▼
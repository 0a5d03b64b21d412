// sim/ - Scene simulation
//
// Bounded pools of transient things: ripple sources feeding a height field,
// and particle entities (leaves, pulses, blades, stars) the scenes animate.
// Each entity type in its own module. No rendering happens here.

mod blade;
mod eviction;
mod grid;
mod leaf;
mod normals;
mod pool;
mod pulse;
mod star;
mod wave;

pub use blade::{Blade, MAX_BEND, TESSELLATION};
pub use eviction::{EvictionPolicy, SourceEviction};
pub use grid::HeightGrid;
pub use leaf::{DROP_ALTITUDE, LEAF_SIZE, Leaf, LeafArea, LeafPhase, Leaves};
pub use normals::{SurfaceNormalEstimator, TEX_WOBBLE};
pub use pool::{Handle, ParticlePool};
pub use pulse::{
    COLOR_COUNT, EXTRA_SPEED, GLOW_SIZE, Heading, MAX_DELAY, MAX_EXTRAS, MAX_PULSES, PULSE_SIZE,
    Pulse, PulseKind, PulseSprite, Pulses, SPEED, TRAIL_SIZE,
};
pub use star::{ELLIPSE_RATIO, ELLIPSE_TWIST, GALAXY_RADIUS, Star};
pub use wave::{
    DecayModel, MIN_SPREAD, NEGLIGIBLE_AMPLITUDE, RippleShape, Source, WaveConfig, WaveField,
};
▲
# What to work on:
Start at the line with "mod normals;" and stop at the end of the records. Write those lines out exactly and add nothing.

# Output for this exercise:
mod normals;
mod pool;
mod pulse;
mod star;
mod wave;

pub use blade::{Blade, MAX_BEND, TESSELLATION};
pub use eviction::{EvictionPolicy, SourceEviction};
pub use grid::HeightGrid;
pub use leaf::{DROP_ALTITUDE, LEAF_SIZE, Leaf, LeafArea, LeafPhase, Leaves};
pub use normals::{SurfaceNormalEstimator, TEX_WOBBLE};
pub use pool::{Handle, ParticlePool};
pub use pulse::{
    COLOR_COUNT, EXTRA_SPEED, GLOW_SIZE, Heading, MAX_DELAY, MAX_EXTRAS, MAX_PULSES, PULSE_SIZE,
    Pulse, PulseKind, PulseSprite, Pulses, SPEED, TRAIL_SIZE,
};
pub use star::{ELLIPSE_RATIO, ELLIPSE_TWIST, GALAXY_RADIUS, Star};
pub use wave::{
    DecayModel, MIN_SPREAD, NEGLIGIBLE_AMPLITUDE, RippleShape, Source, WaveConfig, WaveField,
};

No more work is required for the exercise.